## Entries provided
//! In-memory cache of conversations and their message lists: the single
//! source of truth for rendering. Mutated only by the realtime channel
//! handlers, the send pipeline, and the polling fallback.

use std::collections::HashSet;

use crate::types::conversation::Conversation;
use crate::types::message::Message;

/// Result of an [`ConversationStore::upsert_message`] call.
#[derive(Debug, Clone, Copy, PartialEq, Eq)]
pub enum UpsertOutcome {
    /// The message id was new and the message was appended.
    Appended,
    /// A message with the same id already existed and was updated in place.
    Updated,
    /// The owning conversation is not known locally; the caller should
    /// trigger a full refresh rather than fabricate a conversation.
    UnknownConversation,
}

/// Client-side cache of conversations, ordered most-recently-active first.
///
/// All operations are infallible local state transitions; errors belong to
/// the network-facing pipelines that call into the store.
#[derive(Debug)]
pub struct ConversationStore {
    current_user_id: String,
    conversations: Vec<Conversation>,
    unread: HashSet<String>,
    active: Option<String>,
}

impl ConversationStore {
    pub fn new(current_user_id: impl Into<String>) -> Self {
        Self {
            current_user_id: current_user_id.into(),
            conversations: Vec::new(),
            unread: HashSet::new(),
            active: None,
        }
    }

    pub fn conversations(&self) -> &[Conversation] {
        &self.conversations
    }

    pub fn conversation(&self, conversation_id: &str) -> Option<&Conversation> {
        self.conversations.iter().find(|c| c.id == conversation_id)
    }

    pub fn is_unread(&self, conversation_id: &str) -> bool {
        self.unread.contains(conversation_id)
    }

    pub fn active(&self) -> Option<&str> {
        self.active.as_deref()
    }

    pub fn set_active(&mut self, conversation_id: Option<String>) {
        self.active = conversation_id;
    }

    pub fn message_count(&self, conversation_id: &str) -> Option<usize> {
        self.conversation(conversation_id).map(|c| c.messages.len())
    }

    /// Full refresh from a server fetch. Recomputes the unread set from the
    /// message flags.
    pub fn replace_all(&mut self, mut conversations: Vec<Conversation>) {
        for conversation in &mut conversations {
            conversation.refresh_last_message();
        }
        self.unread = conversations
            .iter()
            .filter(|c| c.has_unread_for(&self.current_user_id))
            .map(|c| c.id.clone())
            .collect();
        self.conversations = conversations;
    }

    /// Refreshes a single conversation in place, keeping its list position.
    /// Used by the polling fallback. No-op if the conversation is unknown.
    pub fn replace_conversation(&mut self, mut conversation: Conversation) {
        conversation.refresh_last_message();
        if let Some(slot) = self
            .conversations
            .iter_mut()
            .find(|c| c.id == conversation.id)
        {
            if conversation.has_unread_for(&self.current_user_id)
                && self.active.as_deref() != Some(conversation.id.as_str())
            {
                self.unread.insert(conversation.id.clone());
            } else {
                self.unread.remove(&conversation.id);
            }
            *slot = conversation;
        }
    }

    /// Appends the message, or updates it in place when the id already
    /// exists (idempotent). Peer-authored messages arriving for an inactive
    /// conversation mark it unread.
    pub fn upsert_message(&mut self, conversation_id: &str, message: Message) -> UpsertOutcome {
        let active = self.active.clone();
        let current_user_id = self.current_user_id.clone();
        let Some(conversation) = self
            .conversations
            .iter_mut()
            .find(|c| c.id == conversation_id)
        else {
            return UpsertOutcome::UnknownConversation;
        };

        let peer_authored = message.sender_id != current_user_id;
        let outcome = match conversation.messages.iter_mut().find(|m| m.id == message.id) {
            Some(slot) => {
                *slot = message;
                UpsertOutcome::Updated
            }
            None => {
                conversation.messages.push(message);
                UpsertOutcome::Appended
            }
        };
        conversation.refresh_last_message();

        if peer_authored && active.as_deref() != Some(conversation_id) {
            self.unread.insert(conversation_id.to_string());
        }
        outcome
    }

    /// The optimistic→confirmed swap: locates the row by its provisional id
    /// and replaces it with the confirmed message. If a row with the
    /// confirmed id already exists (the channel echo won the race), the
    /// provisional row is dropped instead of duplicated. Returns `false`
    /// if neither row was found.
    pub fn replace_message(
        &mut self,
        conversation_id: &str,
        old_id: &str,
        message: Message,
    ) -> bool {
        let Some(conversation) = self
            .conversations
            .iter_mut()
            .find(|c| c.id == conversation_id)
        else {
            return false;
        };

        let confirmed_exists = conversation.messages.iter().any(|m| m.id == message.id);
        let replaced = if confirmed_exists {
            conversation.messages.retain(|m| m.id != old_id);
            if let Some(slot) = conversation.messages.iter_mut().find(|m| m.id == message.id) {
                *slot = message;
            }
            true
        } else if let Some(slot) = conversation.messages.iter_mut().find(|m| m.id == old_id) {
            *slot = message;
            true
        } else {
            false
        };
        conversation.refresh_last_message();
        replaced
    }

    /// Shallow removal: replies pointing at the removed message are kept,
    /// orphaned. Returns `false` if nothing was removed.
    pub fn remove_message(&mut self, conversation_id: &str, message_id: &str) -> bool {
        let current_user_id = self.current_user_id.clone();
        let Some(conversation) = self
            .conversations
            .iter_mut()
            .find(|c| c.id == conversation_id)
        else {
            return false;
        };

        let before = conversation.messages.len();
        conversation.messages.retain(|m| m.id != message_id);
        let removed = conversation.messages.len() != before;
        if removed {
            conversation.refresh_last_message();
            if !conversation.has_unread_for(&current_user_id) {
                self.unread.remove(conversation_id);
            }
        }
        removed
    }

    /// Moves a conversation to the head of the list (most-recently-active
    /// ordering).
    pub fn reorder_to_top(&mut self, conversation_id: &str) {
        if let Some(pos) = self
            .conversations
            .iter()
            .position(|c| c.id == conversation_id)
        {
            let conversation = self.conversations.remove(pos);
            self.conversations.insert(0, conversation);
        }
    }

    /// The local user opened the conversation: peer-authored messages become
    /// read and the unread flag is cleared.
    pub fn mark_read(&mut self, conversation_id: &str) {
        let current_user_id = self.current_user_id.clone();
        if let Some(conversation) = self
            .conversations
            .iter_mut()
            .find(|c| c.id == conversation_id)
        {
            for message in &mut conversation.messages {
                if message.sender_id != current_user_id {
                    message.read = true;
                }
            }
        }
        self.unread.remove(conversation_id);
    }

    /// A remote read receipt arrived: the peer has seen our messages, so
    /// every self-authored message in the conversation becomes read.
    pub fn mark_read_by_peer(&mut self, conversation_id: &str) {
        let current_user_id = self.current_user_id.clone();
        if let Some(conversation) = self
            .conversations
            .iter_mut()
            .find(|c| c.id == conversation_id)
        {
            for message in &mut conversation.messages {
                if message.sender_id == current_user_id {
                    message.read = true;
                }
            }
        }
    }
}
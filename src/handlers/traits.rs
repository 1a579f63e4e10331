use crate::client::Client;
use async_trait::async_trait;
use std::sync::Arc;

/// Trait for handling a specific realtime channel event.
///
/// Each handler is responsible for one event name (e.g. "newMessage",
/// "userConnected"). This keeps event semantics separated from the channel
/// plumbing and makes new events additive.
#[async_trait]
pub trait EventHandler: Send + Sync {
    /// The event name this handler is responsible for.
    fn event(&self) -> &'static str;

    /// Handle the decoded payload. Handlers never fail the channel: a
    /// malformed payload is logged and dropped.
    async fn handle(&self, client: Arc<Client>, data: serde_json::Value);
}
pub use chucklechain_tokio_transport::{
    TokioWebSocketTransportFactory, Transport, TransportEvent, TransportFactory,
};
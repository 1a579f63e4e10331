use super::traits::EventHandler;
use crate::client::Client;
use std::collections::HashMap;
use std::sync::Arc;

/// Central router dispatching realtime channel events to their handlers.
pub struct EventRouter {
    /// Map of event name -> handler for fast lookups
    handlers: HashMap<&'static str, Arc<dyn EventHandler>>,
}

impl EventRouter {
    /// Create a new empty router.
    pub fn new() -> Self {
        Self {
            handlers: HashMap::new(),
        }
    }

    /// Register a handler for its event name.
    ///
    /// # Panics
    /// Panics if a handler is already registered for the same event to
    /// prevent accidental overwrites during initialization.
    pub fn register(&mut self, handler: Arc<dyn EventHandler>) {
        let event = handler.event();
        if self.handlers.insert(event, handler).is_some() {
            panic!("Handler for event '{}' already registered", event);
        }
    }

    /// Dispatch a decoded frame to its handler.
    ///
    /// Returns `true` if a handler was registered for the event name.
    pub async fn dispatch(
        &self,
        client: Arc<Client>,
        event: &str,
        data: serde_json::Value,
    ) -> bool {
        if let Some(handler) = self.handlers.get(event) {
            handler.handle(client, data).await;
            true
        } else {
            false
        }
    }

    /// Get the number of registered handlers (useful for testing).
    pub fn handler_count(&self) -> usize {
        self.handlers.len()
    }
}

impl Default for EventRouter {
    fn default() -> Self {
        Self::new()
    }
}
//! Shared fixtures for integration tests: a recording HTTP client serving
//! canned responses and a scripted transport factory.
#![allow(dead_code)]

use async_trait::async_trait;
use chrono::{TimeZone, Utc};
use chucklechain_client::client::Client;
use chucklechain_client::config::ClientConfig;
use chucklechain_client::net::{HttpClient, HttpRequest, HttpResponse};
use chucklechain_client::transport::{Transport, TransportEvent, TransportFactory};
use chucklechain_client::types::conversation::{Conversation, Peer};
use chucklechain_client::types::message::Message;
use std::collections::HashMap;
use std::sync::atomic::{AtomicUsize, Ordering};
use std::sync::{Arc, Mutex};
use tokio::sync::{Notify, mpsc};
use tokio::time::{Duration, timeout};

pub const BASE_URL: &str = "http://api.test";

#[derive(Debug, Clone)]
pub struct RecordedRequest {
    pub method: String,
    pub path: String,
    pub body: Option<String>,
}

#[derive(Clone)]
enum CannedResponse {
    Ready(u16, String),
    /// Waits for the notify before responding, to model in-flight writes.
    Gated(Arc<Notify>, u16, String),
}

/// Mock HTTP client: canned responses keyed by `"METHOD path"`, recording
/// every request it serves.
#[derive(Default)]
pub struct RecordingHttpClient {
    routes: Mutex<HashMap<String, Vec<CannedResponse>>>,
    requests: Mutex<Vec<RecordedRequest>>,
}

impl RecordingHttpClient {
    pub fn new() -> Arc<Self> {
        Arc::new(Self::default())
    }

    pub fn route(&self, method: &str, path: &str, status: u16, body: impl Into<String>) {
        self.routes
            .lock()
            .unwrap()
            .entry(format!("{method} {path}"))
            .or_default()
            .push(CannedResponse::Ready(status, body.into()));
    }

    /// Replaces any previously registered responses for the route.
    pub fn set_route(&self, method: &str, path: &str, status: u16, body: impl Into<String>) {
        self.routes.lock().unwrap().insert(
            format!("{method} {path}"),
            vec![CannedResponse::Ready(status, body.into())],
        );
    }

    /// Registers a response that is only served once `gate` is notified.
    pub fn route_gated(
        &self,
        method: &str,
        path: &str,
        status: u16,
        body: impl Into<String>,
    ) -> Arc<Notify> {
        let gate = Arc::new(Notify::new());
        self.routes
            .lock()
            .unwrap()
            .entry(format!("{method} {path}"))
            .or_default()
            .push(CannedResponse::Gated(gate.clone(), status, body.into()));
        gate
    }

    pub fn requests(&self) -> Vec<RecordedRequest> {
        self.requests.lock().unwrap().clone()
    }

    pub fn requests_to(&self, method: &str, path: &str) -> Vec<RecordedRequest> {
        self.requests()
            .into_iter()
            .filter(|r| r.method == method && r.path == path)
            .collect()
    }
}

#[async_trait]
impl HttpClient for RecordingHttpClient {
    async fn execute(&self, request: HttpRequest) -> anyhow::Result<HttpResponse> {
        let path = request
            .url
            .strip_prefix(BASE_URL)
            .unwrap_or(&request.url)
            .to_string();
        self.requests.lock().unwrap().push(RecordedRequest {
            method: request.method.clone(),
            path: path.clone(),
            body: request
                .body
                .as_ref()
                .map(|b| String::from_utf8_lossy(b).to_string()),
        });

        let canned = {
            let mut routes = self.routes.lock().unwrap();
            let key = format!("{} {}", request.method, path);
            match routes.get_mut(&key) {
                Some(queue) if queue.len() > 1 => Some(queue.remove(0)),
                Some(queue) => queue.first().cloned(),
                None => None,
            }
        };

        match canned {
            Some(CannedResponse::Ready(status, body)) => Ok(HttpResponse {
                status_code: status,
                body: body.into_bytes(),
            }),
            Some(CannedResponse::Gated(gate, status, body)) => {
                gate.notified().await;
                Ok(HttpResponse {
                    status_code: status,
                    body: body.into_bytes(),
                })
            }
            None => Ok(HttpResponse {
                status_code: 500,
                body: format!("no route for {} {}", request.method, path).into_bytes(),
            }),
        }
    }
}

/// Transport that records sent frames and never delivers anything unless
/// the test injects events through the factory.
pub struct ScriptedTransport {
    sent: Arc<Mutex<Vec<String>>>,
}

#[async_trait]
impl Transport for ScriptedTransport {
    async fn send(&self, frame: &str) -> anyhow::Result<()> {
        self.sent.lock().unwrap().push(frame.to_string());
        Ok(())
    }

    async fn disconnect(&self) {}
}

#[derive(Default)]
pub struct ScriptedTransportFactory {
    sent: Arc<Mutex<Vec<String>>>,
    latest_tx: Mutex<Option<mpsc::Sender<TransportEvent>>>,
}

impl ScriptedTransportFactory {
    pub fn new() -> Arc<Self> {
        Arc::new(Self::default())
    }

    pub fn sent_frames(&self) -> Vec<String> {
        self.sent.lock().unwrap().clone()
    }

    /// Injects a transport event into the most recent connection.
    pub async fn inject(&self, event: TransportEvent) {
        let tx = self
            .latest_tx
            .lock()
            .unwrap()
            .clone()
            .expect("no connection established yet");
        tx.send(event).await.expect("event loop stopped");
    }
}

#[async_trait]
impl TransportFactory for ScriptedTransportFactory {
    async fn create_transport(
        &self,
    ) -> anyhow::Result<(Arc<dyn Transport>, mpsc::Receiver<TransportEvent>)> {
        let (tx, rx) = mpsc::channel(16);
        *self.latest_tx.lock().unwrap() = Some(tx.clone());
        let transport = Arc::new(ScriptedTransport {
            sent: self.sent.clone(),
        });
        let _ = tx.send(TransportEvent::Connected).await;
        Ok((transport, rx))
    }
}

/// Transport whose sends always fail, for exercising handshake failures.
pub struct FailingSendTransport;

#[async_trait]
impl Transport for FailingSendTransport {
    async fn send(&self, _frame: &str) -> anyhow::Result<()> {
        Err(anyhow::anyhow!("socket write failed"))
    }

    async fn disconnect(&self) {}
}

#[derive(Default)]
pub struct FailingSendTransportFactory {
    create_calls: AtomicUsize,
}

impl FailingSendTransportFactory {
    pub fn new() -> Arc<Self> {
        Arc::new(Self::default())
    }

    pub fn create_calls(&self) -> usize {
        self.create_calls.load(Ordering::SeqCst)
    }
}

#[async_trait]
impl TransportFactory for FailingSendTransportFactory {
    async fn create_transport(
        &self,
    ) -> anyhow::Result<(Arc<dyn Transport>, mpsc::Receiver<TransportEvent>)> {
        self.create_calls.fetch_add(1, Ordering::SeqCst);
        let (_tx, rx) = mpsc::channel(1);
        Ok((Arc::new(FailingSendTransport), rx))
    }
}

pub fn message_fixture(id: &str, sender: &str, text: &str) -> Message {
    Message {
        id: id.to_string(),
        sender_id: sender.to_string(),
        text: text.to_string(),
        timestamp: Utc.with_ymd_and_hms(2024, 1, 1, 10, 0, 0).unwrap(),
        image: None,
        reply_to: None,
        shared_post: None,
        read: false,
    }
}

pub fn conversation_fixture(id: &str, peer_id: &str, messages: Vec<Message>) -> Conversation {
    Conversation {
        id: id.to_string(),
        peer: Peer {
            id: peer_id.to_string(),
            username: format!("user-{peer_id}"),
            avatar: None,
        },
        messages,
        last_message: None,
    }
}

pub fn test_config() -> ClientConfig {
    let _ = env_logger::builder().is_test(true).try_init();
    ClientConfig::new(BASE_URL, "ws://ws.test", "session-token", "me")
}

/// Builds a client over the mock seams, connects it, and waits for the
/// initial conversation load to land.
pub async fn connected_client(
    http: Arc<RecordingHttpClient>,
    conversations: Vec<Conversation>,
) -> (Arc<Client>, Arc<ScriptedTransportFactory>) {
    http.route(
        "GET",
        "/conversations",
        200,
        serde_json::to_string(&conversations).unwrap(),
    );

    let factory = ScriptedTransportFactory::new();
    let client = Client::new(test_config(), factory.clone(), http);

    let mut replaced = client.event_bus.conversations_replaced.subscribe();
    client.connect().await.expect("connect failed");
    timeout(Duration::from_secs(5), replaced.recv())
        .await
        .expect("initial load timed out")
        .expect("bus closed");

    (client, factory)
}
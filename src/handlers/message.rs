use super::traits::EventHandler;
use crate::client::Client;
use crate::store::UpsertOutcome;
use crate::types::events::MessageUpserted;
use crate::types::wire::{
    EVT_MESSAGE_DELETED, EVT_NEW_MESSAGE, MessageDeletedPayload, NewMessagePayload,
};
use async_trait::async_trait;
use log::{info, warn};
use std::sync::Arc;

/// Handler for `newMessage` events.
///
/// Upserts the message into the store, reorders the conversation to the
/// top, and drives pending-deletion reconciliation. A message for a
/// conversation unknown locally triggers a full list refresh instead of
/// fabricating a conversation.
pub struct NewMessageHandler;

#[async_trait]
impl EventHandler for NewMessageHandler {
    fn event(&self) -> &'static str {
        EVT_NEW_MESSAGE
    }

    async fn handle(&self, client: Arc<Client>, data: serde_json::Value) {
        let payload: NewMessagePayload = match serde_json::from_value(data) {
            Ok(payload) => payload,
            Err(e) => {
                warn!(target: "Client", "Malformed newMessage payload: {e}");
                return;
            }
        };
        let NewMessagePayload {
            conversation_id,
            message,
        } = payload;

        let outcome = {
            let mut store = client.store.write().await;
            let outcome = store.upsert_message(&conversation_id, message.clone());
            if outcome != UpsertOutcome::UnknownConversation {
                store.reorder_to_top(&conversation_id);
            }
            outcome
        };

        if outcome == UpsertOutcome::UnknownConversation {
            info!(
                target: "Client",
                "Message for unknown conversation {conversation_id}; refreshing list"
            );
            if let Err(e) = client.refresh_conversations().await {
                warn!(target: "Client", "Refresh after unknown conversation failed: {e}");
                client.emit_sync_error("conversation list fetch", e.to_string());
            }
            return;
        }

        let _ = client.event_bus.message_upserted.send(Arc::new(MessageUpserted {
            conversation_id: conversation_id.clone(),
            message: message.clone(),
        }));

        // A send confirmed through the channel may unblock a deletion that
        // was requested while the message was still provisional.
        client.flush_pending_deletions(&conversation_id).await;

        // Reading the active conversation live: acknowledge straight away.
        let is_active = {
            let store = client.store.read().await;
            store.active() == Some(conversation_id.as_str())
        };
        if is_active && message.sender_id != client.config.user_id {
            client.store.write().await.mark_read(&conversation_id);
            client.acknowledge_read(&conversation_id).await;
        }
    }
}

/// Handler for `messageDeleted` events.
pub struct MessageDeletedHandler;

#[async_trait]
impl EventHandler for MessageDeletedHandler {
    fn event(&self) -> &'static str {
        EVT_MESSAGE_DELETED
    }

    async fn handle(&self, client: Arc<Client>, data: serde_json::Value) {
        let payload: MessageDeletedPayload = match serde_json::from_value(data) {
            Ok(payload) => payload,
            Err(e) => {
                warn!(target: "Client", "Malformed messageDeleted payload: {e}");
                return;
            }
        };
        client
            .remove_local(&payload.conversation_id, &payload.message_id)
            .await;
    }
}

## Exercise requirements
Read the lines above. Gather those in which the string "events" is found.

## Result of this task
/// plumbing and makes new events additive.
/// Central router dispatching realtime channel events to their handlers.
/// the test injects events through the factory.
use crate::types::events::MessageUpserted;
/// Handler for `newMessage` events.
/// Handler for `messageDeleted` events.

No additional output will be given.